Parmi ses expositions des années 70, nous mentionnerons ses individuelles de 1962, 1963, 1965 et 1967 à l’Instituto Cultural Peruano-Norteamericano et celle de 1965 à l’Asociación Artística y Cultural “Jueves” où il inclut ses sculptures d’os d’animaux, de pierres et d’arbustes. Cependant, son exposition la plus notoire fut l’“Exposición Retrospectiva Macedonio de la Torre” organizée par le Museo de Arte de Lima en décembre 1968. Il s’agit d’une rétrospective de sa production artistique qui réunit 136 de ses œuvres: des huiles, des dessins, des aquarelles et des sculptures. Cet évènement artistique permit d’avoir une vision d’ensemble de son travail au cours d’un demi-siècle. Lors de la dernière décennie de sa vie, il fit une exposition à la galerie d’art de la Casa del Moral de Arequipa, organisée en septembre 1976 par le Banco Industrial del Perú.
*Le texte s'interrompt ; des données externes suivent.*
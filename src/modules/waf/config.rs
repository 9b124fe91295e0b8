//! WAF configuration types

use serde::{Deserialize, Serialize};
use std::path::PathBuf;

/// Rule set configuration
#[derive(Debug, Clone, Default, Serialize, Deserialize)]
pub struct WafConfig {
    /// Rule definitions, in load order
    #[serde(default)]
    pub rules: Vec<RuleConfig>,

    /// Target update exceptions
    #[serde(default)]
    pub exceptions: Vec<ExceptionConfig>,

    /// Rule ids dropped at load time
    #[serde(default)]
    pub remove_rule_ids: Vec<i64>,

    /// Match logging configuration
    #[serde(default)]
    pub match_log: MatchLogConfig,

    /// Rule files or directories of `*.toml` rule files merged at load time
    #[serde(default, skip_serializing_if = "Vec::is_empty")]
    pub include: Vec<PathBuf>,
}

/// Contents of an included rule file
#[derive(Debug, Clone, Default, Serialize, Deserialize)]
pub struct RuleFile {
    /// Rule definitions
    #[serde(default)]
    pub rules: Vec<RuleConfig>,

    /// Target update exceptions
    #[serde(default)]
    pub exceptions: Vec<ExceptionConfig>,

    /// Rule ids dropped at load time
    #[serde(default)]
    pub remove_rule_ids: Vec<i64>,
}

impl WafConfig {
    /// Append the contents of an included rule file
    pub fn merge(&mut self, file: RuleFile) {
        self.rules.extend(file.rules);
        self.exceptions.extend(file.exceptions);
        self.remove_rule_ids.extend(file.remove_rule_ids);
    }
}

fn default_true() -> bool {
    true
}

fn default_operator() -> String {
    "@unconditionalMatch".to_string()
}

/// Engine mode
#[derive(Debug, Clone, Copy, Default, PartialEq, Eq, Serialize, Deserialize)]
#[serde(rename_all = "snake_case")]
pub enum RuleEngineMode {
    /// Evaluate rules and apply disruptive actions
    #[default]
    On,
    /// Evaluate and log, never intervene
    DetectionOnly,
    /// Do not evaluate rules
    Off,
}

impl RuleEngineMode {
    /// Whether rules are evaluated at all
    pub fn is_enabled(&self) -> bool {
        !matches!(self, Self::Off)
    }

    /// Whether disruptive actions take effect
    pub fn should_intervene(&self) -> bool {
        matches!(self, Self::On)
    }

    /// Get display name
    pub fn as_str(&self) -> &'static str {
        match self {
            Self::On => "On",
            Self::DetectionOnly => "DetectionOnly",
            Self::Off => "Off",
        }
    }
}

/// A single rule.
///
/// Metadata may be given either as fields or as entries of `actions`
/// (`id:100`, `phase:2`, `tag:sqli`, `msg:'...'`); action entries win.
#[derive(Debug, Clone, Serialize, Deserialize)]
pub struct RuleConfig {
    /// Rule id (0 for chain links without one)
    #[serde(default)]
    pub id: i64,

    /// Processing phase (1-5)
    #[serde(default)]
    pub phase: Option<u8>,

    /// Rule message
    #[serde(default)]
    pub msg: Option<String>,

    /// Tags
    #[serde(default)]
    pub tags: Vec<String>,

    /// Variable references, e.g. `ARGS`, `!ARGS:token`, `&TX:score`
    #[serde(default)]
    pub variables: Vec<String>,

    /// Operator, e.g. `@rx ^admin`, `!@streq GET`
    #[serde(default = "default_operator")]
    pub operator: String,

    /// Actions, e.g. `deny`, `status:403`, `t:lowercase`, `setvar:tx.score=+5`
    #[serde(default)]
    pub actions: Vec<String>,

    /// Marks the rule as chained even without a `chain` table
    #[serde(default)]
    pub chained: bool,

    /// Next rule of the chain
    #[serde(default)]
    pub chain: Option<Box<RuleConfig>>,
}

impl Default for RuleConfig {
    fn default() -> Self {
        Self {
            id: 0,
            phase: None,
            msg: None,
            tags: Vec::new(),
            variables: Vec::new(),
            operator: default_operator(),
            actions: Vec::new(),
            chained: false,
            chain: None,
        }
    }
}

impl RuleConfig {
    /// Iterate over this rule and its chained successors
    pub fn links(&self) -> impl Iterator<Item = &RuleConfig> {
        std::iter::successors(Some(self), |r| r.chain.as_deref())
    }
}

/// Exclusion/addition of rule targets, selected by tag, message or id.
///
/// Exactly one selector must be set.
#[derive(Debug, Clone, Default, Serialize, Deserialize)]
pub struct ExceptionConfig {
    /// Select rules carrying this tag
    #[serde(default)]
    pub tag: Option<String>,

    /// Select rules with this message
    #[serde(default)]
    pub msg: Option<String>,

    /// Select the rule with this id
    #[serde(default)]
    pub id: Option<i64>,

    /// Variable references added to, or with `!`, removed from, the rule
    pub targets: Vec<String>,
}

impl ExceptionConfig {
    /// Number of selectors set
    pub fn selector_count(&self) -> usize {
        usize::from(self.tag.is_some())
            + usize::from(self.msg.is_some())
            + usize::from(self.id.is_some())
    }
}

/// Rule severity, syslog style
#[derive(Debug, Clone, Copy, PartialEq, Eq, PartialOrd, Ord, Hash, Serialize, Deserialize)]
#[serde(rename_all = "lowercase")]
pub enum RuleSeverity {
    /// 0
    Emergency,
    /// 1
    Alert,
    /// 2
    Critical,
    /// 3
    Error,
    /// 4
    Warning,
    /// 5
    Notice,
    /// 6
    Info,
    /// 7
    Debug,
}

impl RuleSeverity {
    const ALL: [Self; 8] = [
        Self::Emergency,
        Self::Alert,
        Self::Critical,
        Self::Error,
        Self::Warning,
        Self::Notice,
        Self::Info,
        Self::Debug,
    ];

    /// Parse from a level number or a name
    pub fn parse(s: &str) -> Option<Self> {
        if let Ok(level) = s.parse::<usize>() {
            return Self::ALL.get(level).copied();
        }
        Self::ALL
            .iter()
            .copied()
            .find(|sev| sev.as_str().eq_ignore_ascii_case(s))
    }

    /// Numeric level, 0 is most severe
    pub fn level(&self) -> u8 {
        *self as u8
    }

    /// Get display name
    pub fn as_str(&self) -> &'static str {
        match self {
            Self::Emergency => "EMERGENCY",
            Self::Alert => "ALERT",
            Self::Critical => "CRITICAL",
            Self::Error => "ERROR",
            Self::Warning => "WARNING",
            Self::Notice => "NOTICE",
            Self::Info => "INFO",
            Self::Debug => "DEBUG",
        }
    }
}

/// Match logging configuration
#[derive(Debug, Clone, Serialize, Deserialize)]
pub struct MatchLogConfig {
    /// Whether matches are recorded
    #[serde(default = "default_true")]
    pub enabled: bool,

    /// Maximum entries to keep in memory
    #[serde(default = "default_max_entries")]
    pub max_entries: usize,

    /// Also emit every entry through `tracing`
    #[serde(default = "default_true")]
    pub forward_to_tracing: bool,
}

fn default_max_entries() -> usize {
    10000
}

impl Default for MatchLogConfig {
    fn default() -> Self {
        Self {
            enabled: true,
            max_entries: default_max_entries(),
            forward_to_tracing: true,
        }
    }
}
En novembre-décembre 1983, deux ans après sa mort, l’exposition d’une sélection de ses œuvres à la Casa Ganoza-Chopitea lors de la Primera Bienal de Arte Contemporáneo de Trujillo fut l’occasion de lui rendre hommage. On reproduisit son huile “Campagne de Moche” peinte en 1930 sur l’affiche de cette biennale.


Sa silhouette menue un peu plus voûtée à la fin de ses jours, l’élocution rapide et nerveuse, gesticulant des mains, gai, affectueux, souriant, le regard noir et brillant, il parcourait les rues du centre de Lima: le jirón Moquegua, le jirón de la Unión et ses églises préférées parmi lesquelles se trouvait le temple de La Merced. Là il s’attardait au mur où l’on exhibe une croix qui fut portée par le vénérable frère Pedro Urraca (1583-1657). Les innombrables ex-voto en argent entourant la croix témoignaient de la foi et des remerciements pour les faveurs reçues. Macedonio se rendait là parce qu’il était croyant, mais aussi parce que ce religieux de la Merced était, comme on l’a dit, un parent lointain.
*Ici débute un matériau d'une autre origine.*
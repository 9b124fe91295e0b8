//! Transformations applied to values before an operator sees them

use super::error::{WafError, WafResult};
use serde::{Deserialize, Serialize};
use std::borrow::Cow;

/// A normalization step.
///
/// Implementations must be pure: the output depends only on the input.
pub trait Transformation: Send + Sync {
    /// Name as written in rules, without the `t:` prefix
    fn name(&self) -> &'static str;

    /// Transform `input` (zero-copy when nothing changes)
    fn apply<'a>(&self, input: &'a str) -> Cow<'a, str>;
}

/// Built-in transformations
#[derive(Debug, Clone, Copy, PartialEq, Eq, Serialize, Deserialize)]
#[serde(rename_all = "snake_case")]
pub enum Transform {
    /// Lowercase
    Lowercase,
    /// Uppercase
    Uppercase,
    /// URL decode
    UrlDecode,
    /// URL decode, including `%uXXXX`
    UrlDecodeUni,
    /// HTML entity decode
    HtmlEntityDecode,
    /// Remove whitespace
    RemoveWhitespace,
    /// Compress whitespace
    CompressWhitespace,
    /// Remove comments (SQL/HTML)
    RemoveComments,
    /// Remove null bytes
    RemoveNulls,
    /// Normalize path
    NormalizePath,
    /// Base64 decode
    Base64Decode,
    /// Hex decode
    HexDecode,
    /// Trim surrounding whitespace
    Trim,
    /// Replace the value with its length in bytes
    Length,
    /// None (clears the pipeline at load time)
    None,
}

impl Transform {
    /// Parse from string
    pub fn parse(s: &str) -> WafResult<Self> {
        match s.to_lowercase().as_str() {
            "lowercase" | "lower" => Ok(Self::Lowercase),
            "uppercase" | "upper" => Ok(Self::Uppercase),
            "urldecode" | "url_decode" => Ok(Self::UrlDecode),
            "urldecodeuni" | "url_decode_uni" => Ok(Self::UrlDecodeUni),
            "htmlentitydecode" | "html_entity_decode" => Ok(Self::HtmlEntityDecode),
            "removewhitespace" | "remove_whitespace" => Ok(Self::RemoveWhitespace),
            "compresswhitespace" | "compress_whitespace" => Ok(Self::CompressWhitespace),
            "removecomments" | "remove_comments" => Ok(Self::RemoveComments),
            "removenulls" | "remove_nulls" => Ok(Self::RemoveNulls),
            "normalizepath" | "normalize_path" => Ok(Self::NormalizePath),
            "base64decode" | "base64_decode" => Ok(Self::Base64Decode),
            "hexdecode" | "hex_decode" => Ok(Self::HexDecode),
            "trim" => Ok(Self::Trim),
            "length" => Ok(Self::Length),
            "none" => Ok(Self::None),
            _ => Err(WafError::UnknownTransform(s.to_string())),
        }
    }

    pub(crate) fn url_decode(input: &str) -> String {
        let bytes = input.as_bytes();
        let mut result = Vec::with_capacity(bytes.len());
        let mut i = 0;

        while i < bytes.len() {
            match bytes[i] {
                b'%' if i + 2 < bytes.len() => {
                    match (hex_value(bytes[i + 1]), hex_value(bytes[i + 2])) {
                        (Some(hi), Some(lo)) => {
                            result.push(hi << 4 | lo);
                            i += 3;
                        },
                        _ => {
                            result.push(b'%');
                            i += 1;
                        },
                    }
                },
                b'+' => {
                    result.push(b' ');
                    i += 1;
                },
                b => {
                    result.push(b);
                    i += 1;
                },
            }
        }
        String::from_utf8_lossy(&result).into_owned()
    }

    fn url_decode_uni(input: &str) -> String {
        let mut result = String::with_capacity(input.len());
        let mut rest = input;

        // %uXXXX first, the remainder goes through the plain decoder
        while let Some(pos) = rest.find("%u").or_else(|| rest.find("%U")) {
            let code = rest
                .get(pos + 2..pos + 6)
                .and_then(|hex| u32::from_str_radix(hex, 16).ok())
                .and_then(char::from_u32);
            match code {
                Some(c) => {
                    result.push_str(&Self::url_decode(&rest[..pos]));
                    result.push(c);
                    rest = &rest[pos + 6..];
                },
                None => {
                    result.push_str(&Self::url_decode(&rest[..pos + 2]));
                    rest = &rest[pos + 2..];
                },
            }
        }
        result.push_str(&Self::url_decode(rest));
        result
    }

    fn html_entity_decode(input: &str) -> String {
        let mut result = input.to_string();
        let entities = [
            ("&lt;", "<"),
            ("&gt;", ">"),
            ("&quot;", "\""),
            ("&apos;", "'"),
            ("&nbsp;", " "),
            ("&amp;", "&"),
        ];

        for (entity, replacement) in &entities {
            result = result.replace(entity, replacement);
        }

        // numeric entities &#NNN; and &#xHH;
        let mut decoded = String::with_capacity(result.len());
        let mut rest = result.as_str();
        while let Some(start) = rest.find("&#") {
            decoded.push_str(&rest[..start]);
            let tail = &rest[start + 2..];
            let parsed = tail.find(';').and_then(|end| {
                let num = &tail[..end];
                let code = match num.strip_prefix(['x', 'X']) {
                    Some(hex) => u32::from_str_radix(hex, 16).ok(),
                    None => num.parse::<u32>().ok(),
                };
                code.and_then(char::from_u32).map(|c| (c, end))
            });
            match parsed {
                Some((c, end)) => {
                    decoded.push(c);
                    rest = &tail[end + 1..];
                },
                None => {
                    decoded.push_str("&#");
                    rest = tail;
                },
            }
        }
        decoded.push_str(rest);
        decoded
    }

    fn compress_whitespace(input: &str) -> String {
        let mut result = String::with_capacity(input.len());
        let mut prev_ws = false;

        for c in input.chars() {
            if c.is_whitespace() {
                if !prev_ws {
                    result.push(' ');
                    prev_ws = true;
                }
            } else {
                result.push(c);
                prev_ws = false;
            }
        }
        result
    }

    fn remove_comments(input: &str) -> String {
        let mut result = input.to_string();

        // /* ... */ and <!-- ... -->
        for (open, close) in [("/*", "*/"), ("<!--", "-->")] {
            while let Some(start) = result.find(open) {
                match result[start..].find(close) {
                    Some(end) => {
                        result.replace_range(start..start + end + close.len(), "");
                    },
                    None => {
                        result.truncate(start);
                        break;
                    },
                }
            }
        }

        // -- and # run to end of line
        for marker in ["--", "#"] {
            if let Some(pos) = result.find(marker) {
                match result[pos..].find('\n') {
                    Some(nl) => result.replace_range(pos..pos + nl, ""),
                    None => result.truncate(pos),
                }
            }
        }

        result
    }

    fn normalize_path(input: &str) -> String {
        let mut parts: Vec<&str> = Vec::new();

        for part in input.split('/') {
            match part {
                "" | "." => {},
                ".." => {
                    parts.pop();
                },
                _ => parts.push(part),
            }
        }

        let mut normalized = if input.starts_with('/') {
            format!("/{}", parts.join("/"))
        } else {
            parts.join("/")
        };
        if input.ends_with('/') && !normalized.ends_with('/') {
            normalized.push('/');
        }
        normalized
    }

    fn base64_decode(input: &str) -> Option<String> {
        use base64::Engine;
        base64::engine::general_purpose::STANDARD
            .decode(input.trim())
            .ok()
            .map(|bytes| String::from_utf8_lossy(&bytes).into_owned())
    }

    fn hex_decode(input: &str) -> String {
        let bytes = input.as_bytes();
        let mut result = Vec::with_capacity(bytes.len() / 2);
        for pair in bytes.chunks(2) {
            match pair {
                [hi, lo] => match (hex_value(*hi), hex_value(*lo)) {
                    (Some(hi), Some(lo)) => result.push(hi << 4 | lo),
                    _ => result.extend_from_slice(pair),
                },
                _ => result.extend_from_slice(pair),
            }
        }
        String::from_utf8_lossy(&result).into_owned()
    }
}

fn hex_value(b: u8) -> Option<u8> {
    (b as char).to_digit(16).map(|d| d as u8)
}

fn owned_if_changed(input: &str, output: String) -> Cow<'_, str> {
    if output == input {
        Cow::Borrowed(input)
    } else {
        Cow::Owned(output)
    }
}

impl Transformation for Transform {
    fn name(&self) -> &'static str {
        match self {
            Self::Lowercase => "lowercase",
            Self::Uppercase => "uppercase",
            Self::UrlDecode => "urlDecode",
            Self::UrlDecodeUni => "urlDecodeUni",
            Self::HtmlEntityDecode => "htmlEntityDecode",
            Self::RemoveWhitespace => "removeWhitespace",
            Self::CompressWhitespace => "compressWhitespace",
            Self::RemoveComments => "removeComments",
            Self::RemoveNulls => "removeNulls",
            Self::NormalizePath => "normalizePath",
            Self::Base64Decode => "base64Decode",
            Self::HexDecode => "hexDecode",
            Self::Trim => "trim",
            Self::Length => "length",
            Self::None => "none",
        }
    }

    fn apply<'a>(&self, input: &'a str) -> Cow<'a, str> {
        match self {
            Self::None => Cow::Borrowed(input),
            Self::Lowercase => owned_if_changed(input, input.to_lowercase()),
            Self::Uppercase => owned_if_changed(input, input.to_uppercase()),
            Self::UrlDecode => owned_if_changed(input, Self::url_decode(input)),
            Self::UrlDecodeUni => owned_if_changed(input, Self::url_decode_uni(input)),
            Self::HtmlEntityDecode => owned_if_changed(input, Self::html_entity_decode(input)),
            Self::RemoveWhitespace => {
                owned_if_changed(input, input.chars().filter(|c| !c.is_whitespace()).collect())
            },
            Self::CompressWhitespace => owned_if_changed(input, Self::compress_whitespace(input)),
            Self::RemoveComments => owned_if_changed(input, Self::remove_comments(input)),
            Self::RemoveNulls => owned_if_changed(input, input.replace('\0', "")),
            Self::NormalizePath => owned_if_changed(input, Self::normalize_path(input)),
            Self::Base64Decode => match Self::base64_decode(input) {
                Some(decoded) => owned_if_changed(input, decoded),
                None => Cow::Borrowed(input),
            },
            Self::HexDecode => owned_if_changed(input, Self::hex_decode(input)),
            Self::Trim => Cow::Borrowed(input.trim()),
            Self::Length => Cow::Owned(input.len().to_string()),
        }
    }
}

/// Ordered transformations of one rule.
#[derive(Debug, Clone, Default, PartialEq, Eq)]
pub struct TransformPipeline {
    steps: Vec<Transform>,
}

impl TransformPipeline {
    /// Create an empty pipeline.
    #[must_use]
    pub fn new() -> Self {
        Self::default()
    }

    /// Append a step; `none` clears every step added so far.
    pub fn push(&mut self, transform: Transform) {
        if transform == Transform::None {
            self.steps.clear();
        } else {
            self.steps.push(transform);
        }
    }

    /// Configured steps.
    pub fn steps(&self) -> &[Transform] {
        &self.steps
    }

    /// Whether no step is configured.
    pub fn is_empty(&self) -> bool {
        self.steps.is_empty()
    }

    /// Run the pipeline.
    ///
    /// Yields `(value, reference)` pairs where the reference lists the
    /// applied steps as `t:a,t:b`. Without `multi_match` only the final value
    /// is yielded. With it, the untransformed value comes first, followed by
    /// every intermediate value that differs from the previous one.
    pub fn execute(&self, value: &str, multi_match: bool) -> Vec<(String, String)> {
        let mut results = Vec::new();
        if multi_match {
            results.push((value.to_string(), String::new()));
        }

        let mut current = value.to_string();
        let mut reference = String::new();
        for step in &self.steps {
            let next = step.apply(&current).into_owned();
            if !reference.is_empty() {
                reference.push(',');
            }
            reference.push_str("t:");
            reference.push_str(step.name());

            if multi_match && next != current {
                results.push((next.clone(), reference.clone()));
            }
            current = next;
        }

        if !multi_match {
            results.push((current, reference));
        }
        results
    }
}

impl FromIterator<Transform> for TransformPipeline {
    fn from_iter<I: IntoIterator<Item = Transform>>(iter: I) -> Self {
        let mut pipeline = Self::new();
        for transform in iter {
            pipeline.push(transform);
        }
        pipeline
    }
}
Même à quatre vingt ans, Macedonio prenait encore les transports en commun, très souvent de vieux autobus délabrés de la ligne Cocharcas-José Leal qui le déposaient tout près des maisons de ses parents et amis à qui il rendait visite pour passer le temps à bavarder, à jouer aux cartes ou au tonneau (crapaud) après s’être affairé pendant des heures au défi quotidien de la peinture. Il affirmait d’ailleurs à propos de sa façon de peindre: “Je peins comme un enfant qui vient au monde, en jouant, en pleurant peut-être, mais d’un seul coup… Quand je commence, ma main brûle avec les couleurs; c’est pourquoi je ne la laisse pas refroidir; je ne laisse rien pour le lendemain”.